The formal languages we use to represent number systems are interchangeable, which is why we don't hesitate to use different notations, e.g. hexadecimal, octal, binary, etc... to represent the reals. The addition, or removal, of characters to the underlying alphabet is irrelevant, as long as the interpretation remains consistent.

So why are we restricted from using the integers to represent real numbers?

For example, the octal language used to represent real numbers consists of the following alphabet: $\{0,1,2,3,4,5,6,7,.,-\}$. Clearly, we can replace the decimal point '$.$' and the minus sign '$-$' with $8$ and $9$ respectively. Thus a real number such as $-9.125_{10}$ or $-11.1_{8}$ becomes $91181$. This mapping also leaves us with an infinite number of meaningless symbols such as $888..$, $8989...$, or $999...$ which could be used to establish an entirely new language ($\{8,9\}^*$) that could be used to represent irrationals or whatever else you'd like.

Why doesn't this particular interpretation constitute an injective mapping?
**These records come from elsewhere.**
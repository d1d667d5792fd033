use std::alloc::Layout;
use std::fmt;
use std::mem::{self, ManuallyDrop};
use std::ptr::{self, NonNull};
use std::sync::Arc;
use std::sync::atomic::{AtomicUsize, Ordering};

use libc::c_void;
use tracing::trace;

use crate::runtime::error::{CafError, CafResult};

/// Alignment of every coarray allocation; wide enough for 16-byte reals,
/// 128-bit integers and the 4-byte synchronization cells.
pub const ALLOCATION_ALIGN: usize = 16;

/// Source of coarray storage. Swapping the implementation lets tests observe
/// and fail allocations without touching call sites.
pub trait Allocator: Send + Sync {
    /// Returns zero-filled storage for `layout`, or `None` when exhausted.
    fn allocate(&self, layout: Layout) -> Option<NonNull<u8>>;

    /// # Safety
    /// `ptr` must come from `allocate` on this allocator with the same layout.
    unsafe fn deallocate(&self, ptr: NonNull<u8>, layout: Layout);
}

pub struct SystemAllocator;

impl Allocator for SystemAllocator {
    fn allocate(&self, layout: Layout) -> Option<NonNull<u8>> {
        NonNull::new(unsafe { std::alloc::alloc_zeroed(layout) })
    }

    unsafe fn deallocate(&self, ptr: NonNull<u8>, layout: Layout) {
        unsafe { std::alloc::dealloc(ptr.as_ptr(), layout) }
    }
}

/// Storage from the C heap. Blocks handed to compiled code are released by
/// it with `free`, so the C entry points allocate through this.
pub struct MallocAllocator;

impl Allocator for MallocAllocator {
    fn allocate(&self, layout: Layout) -> Option<NonNull<u8>> {
        let align = layout.align().max(mem::size_of::<*mut c_void>());
        let mut block: *mut c_void = ptr::null_mut();
        if unsafe { libc::posix_memalign(&mut block, align, layout.size()) } != 0 {
            return None;
        }
        let block = NonNull::new(block as *mut u8)?;
        unsafe { ptr::write_bytes(block.as_ptr(), 0, layout.size()) };
        Some(block)
    }

    unsafe fn deallocate(&self, ptr: NonNull<u8>, _layout: Layout) {
        unsafe { libc::free(ptr.as_ptr() as *mut c_void) }
    }
}

/// Counts live allocations and can be told to fail after a number of
/// successful ones.
#[derive(Default)]
pub struct TrackingAllocator {
    live: AtomicUsize,
    live_bytes: AtomicUsize,
    total: AtomicUsize,
    fail_after: Option<usize>,
}

impl TrackingAllocator {
    pub fn new() -> Self {
        Self::default()
    }

    /// Allows `successes` allocations, then refuses every further request.
    pub fn failing_after(successes: usize) -> Self {
        Self {
            fail_after: Some(successes),
            ..Self::default()
        }
    }

    pub fn live_allocations(&self) -> usize {
        self.live.load(Ordering::SeqCst)
    }

    pub fn live_bytes(&self) -> usize {
        self.live_bytes.load(Ordering::SeqCst)
    }

    pub fn total_allocations(&self) -> usize {
        self.total.load(Ordering::SeqCst)
    }
}

impl Allocator for TrackingAllocator {
    fn allocate(&self, layout: Layout) -> Option<NonNull<u8>> {
        if let Some(limit) = self.fail_after {
            if self.total.load(Ordering::SeqCst) >= limit {
                return None;
            }
        }
        let ptr = SystemAllocator.allocate(layout)?;
        self.total.fetch_add(1, Ordering::SeqCst);
        self.live.fetch_add(1, Ordering::SeqCst);
        self.live_bytes.fetch_add(layout.size(), Ordering::SeqCst);
        Some(ptr)
    }

    unsafe fn deallocate(&self, ptr: NonNull<u8>, layout: Layout) {
        self.live.fetch_sub(1, Ordering::SeqCst);
        self.live_bytes.fetch_sub(layout.size(), Ordering::SeqCst);
        unsafe { SystemAllocator.deallocate(ptr, layout) }
    }
}

/// Uniquely owned, zero-initialized block; released on drop.
pub struct Allocation {
    ptr: NonNull<u8>,
    layout: Layout,
    len: usize,
    allocator: Arc<dyn Allocator>,
}

// SAFETY: the block is exclusively owned, like a `Box<[u8]>`.
unsafe impl Send for Allocation {}

impl Allocation {
    pub fn new(allocator: &Arc<dyn Allocator>, len: usize) -> CafResult<Self> {
        let layout = Layout::from_size_align(len.max(1), ALLOCATION_ALIGN)
            .map_err(|_| CafError::allocation(len))?;
        let ptr = allocator
            .allocate(layout)
            .ok_or_else(|| CafError::allocation(len))?;
        trace!(bytes = len, "allocated coarray block");
        Ok(Self {
            ptr,
            layout,
            len,
            allocator: Arc::clone(allocator),
        })
    }

    pub fn as_ptr(&self) -> *mut u8 {
        self.ptr.as_ptr()
    }

    pub(crate) fn as_non_null(&self) -> NonNull<u8> {
        self.ptr
    }

    pub fn len(&self) -> usize {
        self.len
    }

    pub fn is_empty(&self) -> bool {
        self.len == 0
    }

    /// Gives up ownership of the block. It must later be released through
    /// the allocator it came from.
    pub fn into_raw(self) -> NonNull<u8> {
        let this = ManuallyDrop::new(self);
        // SAFETY: `this` is never dropped, so the handle is read exactly once.
        drop(unsafe { ptr::read(&this.allocator) });
        this.ptr
    }

    pub fn as_slice(&self) -> &[u8] {
        unsafe { std::slice::from_raw_parts(self.ptr.as_ptr(), self.len) }
    }

    pub fn as_mut_slice(&mut self) -> &mut [u8] {
        unsafe { std::slice::from_raw_parts_mut(self.ptr.as_ptr(), self.len) }
    }
}

impl Drop for Allocation {
    fn drop(&mut self) {
        trace!(bytes = self.len, "released coarray block");
        unsafe { self.allocator.deallocate(self.ptr, self.layout) }
    }
}

impl fmt::Debug for Allocation {
    fn fmt(&self, f: &mut fmt::Formatter<'_>) -> fmt::Result {
        f.debug_struct("Allocation")
            .field("ptr", &self.ptr)
            .field("len", &self.len)
            .finish()
    }
}

/// Storage behind a token: either owned by the runtime or lent by the caller.
#[derive(Debug)]
pub enum Memory {
    Owned(Allocation),
    Borrowed { ptr: NonNull<u8>, len: usize },
}

impl Memory {
    pub fn as_ptr(&self) -> *mut u8 {
        match self {
            Memory::Owned(allocation) => allocation.as_ptr(),
            Memory::Borrowed { ptr, .. } => ptr.as_ptr(),
        }
    }

    pub fn as_non_null(&self) -> NonNull<u8> {
        match self {
            Memory::Owned(allocation) => allocation.as_non_null(),
            Memory::Borrowed { ptr, .. } => *ptr,
        }
    }

    pub fn len(&self) -> usize {
        match self {
            Memory::Owned(allocation) => allocation.len(),
            Memory::Borrowed { len, .. } => *len,
        }
    }

    pub fn is_empty(&self) -> bool {
        self.len() == 0
    }

    pub fn is_owned(&self) -> bool {
        matches!(self, Memory::Owned(_))
    }
}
How is this not a listing of the reals?

Answer 1

The Kleene star produces only finite sequences of the alphabet symbols. The elements in $\Sigma^*$ for some alphabet $\Sigma$ can be arbitrary long, but each of them is, individually, finite.
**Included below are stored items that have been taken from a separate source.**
//! C layout of reference chains as emitted by the compiler.

use std::ffi::c_void;

use crate::descriptor::MAX_DIMENSIONS;
use crate::runtime::error::{CafError, CafResult};

use super::{ArrayRef, ComponentRef, IndexVector, RefChain, RefNode, Reference, Subscript};

pub const RAW_REFERENCE_VERSION: i32 = 1;

pub const REF_COMPONENT: i32 = 0;
pub const REF_ARRAY: i32 = 1;

pub const ARR_REF_NONE: i32 = 0;
pub const ARR_REF_VECTOR: i32 = 1;
pub const ARR_REF_FULL: i32 = 2;
pub const ARR_REF_RANGE: i32 = 3;
pub const ARR_REF_SINGLE: i32 = 4;
pub const ARR_REF_OPEN_END: i32 = 5;
pub const ARR_REF_OPEN_START: i32 = 6;

#[repr(C)]
#[derive(Clone, Copy)]
pub struct RawReference {
    pub next: *const RawReference,
    pub version: i32,
    pub ref_type: i32,
    pub item_size: usize,
    pub u: RawReferenceData,
}

#[repr(C)]
#[derive(Clone, Copy)]
pub union RawReferenceData {
    pub c: RawComponent,
    pub a: RawArray,
}

/// `index < 0` marks a plain field.
#[repr(C)]
#[derive(Debug, Clone, Copy)]
pub struct RawComponent {
    pub offset: isize,
    pub index: isize,
}

#[repr(C)]
#[derive(Clone, Copy)]
pub struct RawArray {
    pub mode: [i32; MAX_DIMENSIONS],
    pub dim: [RawDimension; MAX_DIMENSIONS],
}

#[repr(C)]
#[derive(Clone, Copy)]
pub union RawDimension {
    pub s: RawTriplet,
    pub v: RawVector,
}

#[repr(C)]
#[derive(Debug, Clone, Copy)]
pub struct RawTriplet {
    pub start: isize,
    pub end: isize,
    pub stride: isize,
}

#[repr(C)]
#[derive(Debug, Clone, Copy)]
pub struct RawVector {
    pub vector: *const c_void,
    pub nvec: usize,
    pub kind: i32,
}

unsafe fn read_vector(raw: &RawVector) -> CafResult<IndexVector> {
    unsafe fn collect<T: Copy>(raw: &RawVector) -> Vec<T> {
        if raw.nvec == 0 || raw.vector.is_null() {
            return Vec::new();
        }
        unsafe { std::slice::from_raw_parts(raw.vector as *const T, raw.nvec).to_vec() }
    }
    unsafe {
        Ok(match raw.kind {
            1 => IndexVector::I8(collect(raw)),
            2 => IndexVector::I16(collect(raw)),
            4 => IndexVector::I32(collect(raw)),
            8 => IndexVector::I64(collect(raw)),
            16 => IndexVector::I128(collect(raw)),
            kind => return Err(CafError::UnknownIndexKind { kind }),
        })
    }
}

unsafe fn decode_array(raw: &RawArray) -> CafResult<ArrayRef> {
    let mut subscripts = Vec::new();
    for d in 0..MAX_DIMENSIONS {
        let mode = raw.mode[d];
        if mode == ARR_REF_NONE {
            break;
        }
        let dim = raw.dim[d];
        let subscript = unsafe {
            match mode {
                ARR_REF_VECTOR => Subscript::Vector(read_vector(&dim.v)?),
                ARR_REF_FULL => Subscript::Full,
                ARR_REF_RANGE => Subscript::Range {
                    start: dim.s.start,
                    end: dim.s.end,
                    stride: dim.s.stride,
                },
                ARR_REF_SINGLE => Subscript::Single(dim.s.start),
                ARR_REF_OPEN_END => Subscript::OpenEnd {
                    start: dim.s.start,
                    stride: dim.s.stride,
                },
                ARR_REF_OPEN_START => Subscript::OpenStart {
                    end: dim.s.end,
                    stride: dim.s.stride,
                },
                code => return Err(CafError::UnknownArraySubscript { code }),
            }
        };
        subscripts.push(subscript);
    }
    Ok(ArrayRef { subscripts })
}

/// Decodes the linked list starting at `head` into an owned chain.
///
/// # Safety
/// Every node reachable from `head` and every vector it names must be valid
/// for reads.
pub unsafe fn decode_chain(head: *const RawReference) -> CafResult<RefChain> {
    let mut nodes = Vec::new();
    let mut cursor = head;
    while let Some(raw) = unsafe { cursor.as_ref() } {
        if raw.version != RAW_REFERENCE_VERSION {
            return Err(CafError::UnsupportedReferenceVersion {
                version: raw.version,
            });
        }
        let reference = unsafe {
            match raw.ref_type {
                REF_COMPONENT => {
                    let c = raw.u.c;
                    let offset = usize::try_from(c.offset)
                        .map_err(|_| CafError::UnknownReferenceType { code: raw.ref_type })?;
                    Reference::Component(match usize::try_from(c.index) {
                        Ok(index) => ComponentRef::Registered { index, offset },
                        Err(_) => ComponentRef::Field { offset },
                    })
                }
                REF_ARRAY => Reference::Array(decode_array(&raw.u.a)?),
                code => return Err(CafError::UnknownReferenceType { code }),
            }
        };
        nodes.push(RefNode {
            reference,
            item_size: raw.item_size,
        });
        cursor = raw.next;
    }
    RefChain::new(nodes)
}

#[cfg(test)]
mod tests {
    use super::*;
    use std::ptr;

    fn component(next: *const RawReference, index: isize, offset: isize, item_size: usize) -> RawReference {
        RawReference {
            next,
            version: RAW_REFERENCE_VERSION,
            ref_type: REF_COMPONENT,
            item_size,
            u: RawReferenceData {
                c: RawComponent { offset, index },
            },
        }
    }

    fn empty_array() -> RawArray {
        RawArray {
            mode: [ARR_REF_NONE; MAX_DIMENSIONS],
            dim: [RawDimension {
                s: RawTriplet {
                    start: 0,
                    end: 0,
                    stride: 0,
                },
            }; MAX_DIMENSIONS],
        }
    }

    #[test]
    fn decodes_component_and_array_nodes() {
        let indices = [3i16, 1];
        let mut array = empty_array();
        array.mode[0] = ARR_REF_RANGE;
        array.dim[0].s = RawTriplet {
            start: 1,
            end: 7,
            stride: 3,
        };
        array.mode[1] = ARR_REF_VECTOR;
        array.dim[1].v = RawVector {
            vector: indices.as_ptr() as *const c_void,
            nvec: indices.len(),
            kind: 2,
        };
        let tail = RawReference {
            next: ptr::null(),
            version: RAW_REFERENCE_VERSION,
            ref_type: REF_ARRAY,
            item_size: 8,
            u: RawReferenceData { a: array },
        };
        let head = component(&tail, 1, 32, 8);
        let chain = unsafe { decode_chain(&head) }.unwrap();
        assert_eq!(chain.to_string(), "%1@32<8> (1:7:3,[3,1]_2)<8>");
    }

    #[test]
    fn negative_index_is_a_plain_field() {
        let head = component(ptr::null(), -1, 16, 4);
        let chain = unsafe { decode_chain(&head) }.unwrap();
        assert_eq!(chain.to_string(), "+16<4>");
    }

    #[test]
    fn rejects_unknown_codes() {
        let mut head = component(ptr::null(), 0, 0, 4);
        head.ref_type = 7;
        assert_eq!(
            unsafe { decode_chain(&head) },
            Err(CafError::UnknownReferenceType { code: 7 })
        );

        let mut array = empty_array();
        array.mode[0] = 9;
        let tail = RawReference {
            next: ptr::null(),
            version: RAW_REFERENCE_VERSION,
            ref_type: REF_ARRAY,
            item_size: 4,
            u: RawReferenceData { a: array },
        };
        let head = component(&tail, 0, 0, 4);
        assert_eq!(
            unsafe { decode_chain(&head) },
            Err(CafError::UnknownArraySubscript { code: 9 })
        );
        assert_eq!(
            unsafe { decode_chain(ptr::null()) },
            Err(CafError::EmptyReferenceChain)
        );
    }
}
Because of this, there are not enough elements in $\Sigma^*$ to give every real number a representation.

You can select some irrational numbers to represent with your strings-that-don't-have-a-meaning-yet, of course -- getting an injective mapping from $\Sigma^*$ to $\mathbb R$ is no problem, but you can't make it surjective. There will always be some reals left over that you're not representing.

Answer 2

The short answer to the issue raised your question is this: $K^\ast$ is the set of finite sequences of elements of $K$. If $K$ is a finite set, then $K^\ast$ is countable, and Cantor's theorem tells us that the real numbers are not countable.
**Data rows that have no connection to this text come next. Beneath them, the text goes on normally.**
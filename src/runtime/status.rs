//! Mapping of operation results onto the caller's `stat` / `errmsg` slots.

use tracing::debug;

use crate::config::RuntimeConfig;
use crate::diagnostics;
use crate::runtime::error::{CafError, CafResult};

/// Value stored in `stat` for every failure.
pub const STAT_FAILED: i32 = 1;

/// Caller-provided status slots. Without one, failures are fatal.
pub struct Status<'a> {
    stat: &'a mut i32,
    errmsg: Option<&'a mut [u8]>,
}

impl<'a> Status<'a> {
    pub fn new(stat: &'a mut i32) -> Self {
        Self { stat, errmsg: None }
    }

    pub fn with_errmsg(mut self, errmsg: &'a mut [u8]) -> Self {
        self.errmsg = Some(errmsg);
        self
    }

    fn succeed(&mut self) {
        *self.stat = 0;
    }

    fn fail(&mut self, error: &CafError) {
        *self.stat = STAT_FAILED;
        if let Some(buffer) = self.errmsg.as_deref_mut() {
            fill_errmsg(buffer, &error.to_string());
        }
    }
}

/// Copies `message` into `buffer`, truncating or blank-padding to its length.
pub fn fill_errmsg(buffer: &mut [u8], message: &str) {
    let bytes = message.as_bytes();
    let n = bytes.len().min(buffer.len());
    buffer[..n].copy_from_slice(&bytes[..n]);
    buffer[n..].fill(b' ');
}

/// Reports `result` through `status`. On failure without a status the error
/// is fatal and the process exits with the configured code.
pub fn settle<T>(
    result: CafResult<T>,
    status: Option<&mut Status<'_>>,
    config: &RuntimeConfig,
) -> Option<T> {
    match (result, status) {
        (Ok(value), Some(status)) => {
            status.succeed();
            Some(value)
        }
        (Ok(value), None) => Some(value),
        (Err(error), Some(status)) => {
            debug!(%error, "reporting failure through stat");
            status.fail(&error);
            None
        }
        (Err(error), None) => diagnostics::fatal(&error, config),
    }
}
The mapping may be injective, but the real question is whether it is surjective: for any real number $r$, is there some sequence that is mapped to $r$. But there surely is not.

I began by asking how you plan to represent $\frac 13$, since the scheme you described, which is supposed to map rational numbers onto elements of $\{0, 1, \ldots 9\}^\ast$, does not succeed with $\frac13$, which is $0._825252525\ldots$ and does not receive a terminating base-8 representation, so does not correspond to a finite sequence of symbols in your system. You arbitrarily assigned $\frac13$ the representation 8.

But it's rather ingenuous to ask “How is this not a listing of the reals?” when you didn't actually explain how you plan to map $\{8, 9\}^\ast$ to the "irrationals or whatever", where "whatever" now apparently includes $\frac13$. If you had given a specific mapping, it would be possible to produce a real number that you missed; this is exactly what Cantor's theorem does. But in the absence of a particular mapping, all one can do is appeal to Cantor's theorem in general.

But these sequences are not members of $\{0,1\}^\ast$, because that is the set of finite sequences of zeroes and ones, and many real numbers are only represented by an infinite sequence. For example, $\frac13$ is $0._201010101\ldots$.

And indeed Cantor's theorem tells us that there is no system in which every real number has a finite representation.